Does the subsequent reversal of the LA's findings mean that respondent should reimburse petitioner all the salaries and benefits he received pursuant to the immediate execution of the LA's erroneous decision ordering his reinstatement as Department Dean?

We rule in the negative. In Air Philippines Corporation v. Zamora,[15] citing Roquero v. Philippine Airlines, Inc.,[16] we held that:

x x x Hence, even if the order of reinstatement of the Labor Arbiter is reversed on appeal, it is obligatory on the part of the employer to reinstate and pay the wages of the dismissed employee during the period of appeal until reversal by the higher court. On the other hand, if the employee has been reinstated during the appeal period and such reinstatement order is reversed with finality, the employee is not required to reimburse whatever salary he received for he is entitled to such, more so if he actually rendered services during the period.

Petitioner, however, insists that Roquero finds no application to the case at bar, because here, respondent was ordered reinstated to a position different from that which he previously held, i.e., the LA wrongfully ordered his reinstatement as Dean, when he should have been reinstated only as a full-time faculty member, because this was the position he held when he filed the complaint for illegal dismissal. Further, petitioner takes a firm stand that the case of International Container Terminal Services, Inc v. NLRC[17] refers only to a case of a dismissed employee and is inapplicable here, where it was correctly found on appeal that the employee was not dismissed at all, but was only sanctioned for teaching in another university without petitioner's permission.

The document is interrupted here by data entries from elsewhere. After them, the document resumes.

//! Core traits for the DNSync system
//!
//! This module defines the abstract interfaces that all implementations must follow.
//!
//! - [`ZoneGateway`]: Typed transport to a remote DNS API
//! - [`DnsProvider`]: Read/apply capability set exposed to the orchestration layer

pub mod dns_provider;
pub mod gateway;

pub use dns_provider::{DnsProvider, DnsProviderFactory};
pub use gateway::{NewRecord, ProviderRecord, Zone, ZoneGateway};
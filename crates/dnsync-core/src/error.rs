//! Error types for the DNSync system
//!
//! This module defines all error types used throughout the crate.
//!
//! Nothing in the engine retries or suppresses these errors. They propagate
//! to the caller of `records()`/`apply_changes()`, which decides whether to
//! rerun the whole pass.

use crate::plan::Mutation;
use thiserror::Error;

/// Result type alias for DNSync operations
pub type Result<T> = std::result::Result<T, Error>;

/// Core error type for the DNSync system
#[derive(Error, Debug)]
pub enum Error {
    /// Network or connection failure, including request timeouts
    #[error("Transport error: {0}")]
    Transport(String),

    /// Response body could not be decoded into the expected shape,
    /// or the provider answered with an unexpected status
    #[error("Protocol error: {0}")]
    Protocol(String),

    /// Referenced zone or record ID does not exist at the provider
    #[error("Not found: {0}")]
    NotFound(String),

    /// A desired endpoint has no matching record in the current state
    #[error("Resolution error: {0}")]
    Resolution(String),

    /// No hosted zone is a suffix of the endpoint's DNS name
    #[error("No zone found for {0}")]
    ZoneNotFound(String),

    /// Several records share the endpoint's (name, type) key and its
    /// targets do not single them out
    #[error("Ambiguous record: {0}")]
    AmbiguousRecord(String),

    /// Some mutations committed before a later one failed
    #[error(
        "Partial apply: {} mutation(s) committed before `{failed_at}` failed: {source}",
        committed.len()
    )]
    PartialApply {
        /// Mutations the provider accepted, in issue order
        committed: Vec<Mutation>,
        /// The mutation that failed
        failed_at: Mutation,
        /// The failure reported for `failed_at`
        source: Box<Error>,
    },

    /// Authentication errors
    #[error("Authentication failed: {0}")]
    Authentication(String),

    /// Rate limiting errors
    #[error("Rate limited: {0}")]
    RateLimited(String),

    /// Invalid input
    #[error("Invalid input: {0}")]
    InvalidInput(String),

    /// Configuration errors
    #[error("Configuration error: {0}")]
    Config(String),

    /// JSON serialization/deserialization errors
    #[error("JSON error: {0}")]
    Json(#[from] serde_json::Error),
}

impl Error {
    /// Create a transport error
    pub fn transport(msg: impl Into<String>) -> Self {
        Self::Transport(msg.into())
    }

    /// Create a protocol error
    pub fn protocol(msg: impl Into<String>) -> Self {
        Self::Protocol(msg.into())
    }

    /// Create a "not found" error
    pub fn not_found(msg: impl Into<String>) -> Self {
        Self::NotFound(msg.into())
    }

    /// Create a resolution error
    pub fn resolution(msg: impl Into<String>) -> Self {
        Self::Resolution(msg.into())
    }

    /// Create a "zone not found" error for a DNS name
    pub fn zone_not_found(dns_name: impl Into<String>) -> Self {
        Self::ZoneNotFound(dns_name.into())
    }

    /// Create an ambiguous record error
    pub fn ambiguous(msg: impl Into<String>) -> Self {
        Self::AmbiguousRecord(msg.into())
    }

    /// Create an authentication error
    pub fn auth(msg: impl Into<String>) -> Self {
        Self::Authentication(msg.into())
    }

    /// Create a rate limit error
    pub fn rate_limited(msg: impl Into<String>) -> Self {
        Self::RateLimited(msg.into())
    }

    /// Create an invalid input error
    pub fn invalid_input(msg: impl Into<String>) -> Self {
        Self::InvalidInput(msg.into())
    }

    /// Create a configuration error
    pub fn config(msg: impl Into<String>) -> Self {
        Self::Config(msg.into())
    }

    /// True for errors raised while matching desired endpoints against
    /// current state, before any mutation was attempted.
    pub fn is_resolution(&self) -> bool {
        matches!(
            self,
            Self::Resolution(_) | Self::ZoneNotFound(_) | Self::AmbiguousRecord(_)
        )
    }
}
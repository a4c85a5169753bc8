//! Core reconciliation engine
//!
//! The Reconciler is responsible for:
//! - Reading current provider state through a ZoneGateway
//! - Resolving a desired delta into an ordered plan
//! - Issuing the plan's mutations and reporting partial failure
//!
//! ## Architecture
//!
//! ```text
//!                        ┌──────────────┐
//!   Changes ────────────▶│  Reconciler  │────────▶ Result
//!                        └──────────────┘
//!                          │    │    │
//!          ┌───────────────┘    │    └───────────────┐
//!          ▼                    ▼                    ▼
//! ┌─────────────────┐  ┌─────────────────┐  ┌─────────────────┐
//! │ Snapshot/Index  │  │      Plan       │  │   ZoneGateway   │
//! │ (read)          │  │ (resolve)       │  │ (mutate)        │
//! └─────────────────┘  └─────────────────┘  └─────────────────┘
//! ```
//!
//! ## Pass Flow
//!
//! 1. Read every zone and record (abort on any read failure)
//! 2. Build the index and resolve every endpoint (abort on any resolution failure)
//! 3. Issue all deletes, then all creates
//! 4. Stop at the first failed mutation and return it

use crate::endpoint::{Changes, Endpoint};
use crate::error::{Error, Result};
use crate::index::{RecordIndex, Snapshot};
use crate::plan::{Mutation, Plan};
use crate::traits::{DnsProvider, ZoneGateway};
use async_trait::async_trait;
use tracing::{debug, error, info};

/// Reconciliation engine over a single gateway
///
/// Holds no state between passes: every call rebuilds its view of the
/// provider from scratch.
///
/// ## Dry-Run Mode
///
/// When `dry_run` is true, the reconciler will:
/// - Perform the full read and planning
/// - Log every mutation it would issue
/// - **NOT** call any mutating gateway method
pub struct Reconciler<G> {
    gateway: G,
    dry_run: bool,
}

impl<G: ZoneGateway> Reconciler<G> {
    /// Create a new reconciler
    ///
    /// # Parameters
    ///
    /// - `gateway`: Transport to the provider API
    /// - `dry_run`: If true, log mutations instead of issuing them
    pub fn new(gateway: G, dry_run: bool) -> Self {
        Self { gateway, dry_run }
    }

    /// The underlying gateway
    pub fn gateway(&self) -> &G {
        &self.gateway
    }

    pub fn is_dry_run(&self) -> bool {
        self.dry_run
    }

    /// Read a fresh snapshot of provider state
    pub async fn snapshot(&self) -> Result<Snapshot> {
        Snapshot::read(&self.gateway).await
    }

    /// Current state as endpoints
    pub async fn list_endpoints(&self) -> Result<Vec<Endpoint>> {
        let endpoints = self.snapshot().await?.endpoints();
        debug!("Read {} endpoint(s)", endpoints.len());
        Ok(endpoints)
    }

    /// Resolve `changes` against fresh provider state without mutating
    pub async fn plan_changes(&self, changes: &Changes) -> Result<Plan> {
        let snapshot = self.snapshot().await?;
        let index = RecordIndex::build(&snapshot);
        debug!(
            "Built index: {} key(s) across {} zone(s)",
            index.len(),
            index.zones().len()
        );

        Plan::build(&index, changes)
    }

    /// Apply `changes` to the provider
    ///
    /// # Returns
    ///
    /// - `Ok(())`: Every planned mutation committed
    /// - `Err(Error)`: The read or planning failure (nothing mutated), the
    ///   first mutation's failure, or `Error::PartialApply` when earlier
    ///   mutations had already committed
    pub async fn apply(&self, changes: &Changes) -> Result<()> {
        if changes.is_empty() {
            debug!("No changes to apply");
            return Ok(());
        }

        let plan = self.plan_changes(changes).await?;
        info!(
            "Applying {} delete(s) and {} create(s) [mode: {}]",
            plan.deletes().count(),
            plan.creates().count(),
            if self.dry_run { "DRY-RUN" } else { "LIVE" }
        );

        self.execute(plan).await
    }

    /// Issue a plan's mutations in order, stopping at the first failure
    pub async fn execute(&self, plan: Plan) -> Result<()> {
        let mut committed = Vec::with_capacity(plan.len());

        for mutation in plan {
            if self.dry_run {
                info!("[DRY-RUN] Would {}", mutation);
                continue;
            }

            if let Err(e) = self.issue(&mutation).await {
                error!(
                    "Failed to {} via {}: {} ({} mutation(s) already committed)",
                    mutation,
                    self.gateway.gateway_name(),
                    e,
                    committed.len()
                );

                if committed.is_empty() {
                    return Err(e);
                }
                return Err(Error::PartialApply {
                    committed,
                    failed_at: mutation,
                    source: Box::new(e),
                });
            }

            committed.push(mutation);
        }

        if !self.dry_run {
            info!("Applied {} mutation(s)", committed.len());
        }
        Ok(())
    }

    async fn issue(&self, mutation: &Mutation) -> Result<()> {
        match mutation {
            Mutation::Delete { record_id, .. } => {
                self.gateway.delete_record(record_id).await?;
                info!("Deleted: {}", mutation);
            }
            Mutation::Create { record, .. } => {
                let created = self.gateway.create_record(record).await?;
                info!("Created: {} as record {}", mutation, created.id);
            }
        }
        Ok(())
    }
}

#[async_trait]
impl<G: ZoneGateway> DnsProvider for Reconciler<G> {
    async fn records(&self) -> Result<Vec<Endpoint>> {
        self.list_endpoints().await
    }

    async fn apply_changes(&self, changes: &Changes) -> Result<()> {
        self.apply(changes).await
    }

    fn provider_name(&self) -> &'static str {
        self.gateway.gateway_name()
    }
}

It is not disputed at this point that the LA erred in ordering respondent's reinstatement as Dean. The NLRC ruled that respondent should have been merely reinstated as a full-time law professor, because the term of his appointment as Dean had long expired. However, such mistake on the part of the LA cannot, in any way, alter the fact that during the pendency of the appeal of his decision, his order for respondent's reinstatement as Dean was immediately executory. Article 223 of the Labor Code explicitly provides that:

Art. 223. - Appeal. - x x x

x x x x

In any event, the decision of the Labor Arbiter reinstating a dismissed or separated employee, insofar as the reinstatement aspect is concerned, shall immediately be executory, even pending appeal. The employee shall either be admitted back to work under the same terms and conditions prevailing prior to his dismissal or separation or, at the option of the employer, merely reinstated in the payroll. The posting of a bond by the employer shall not stay the execution for reinstatement provided therein. (Emphasis supplied)

Therefore, petitioner could not validly insist that it is entitled to reimbursement for the payment of the salaries of respondent pursuant to the execution of the LA's decision by simply arguing that the LA's order for reinstatement is incorrect. The pertinent law on the matter is not concerned with the wisdom or propriety of the LA's order of reinstatement, for if it was, then it should have provided that the pendency of an appeal should stay its execution. After all, a decision cannot be deemed irrefragable unless it attains finality.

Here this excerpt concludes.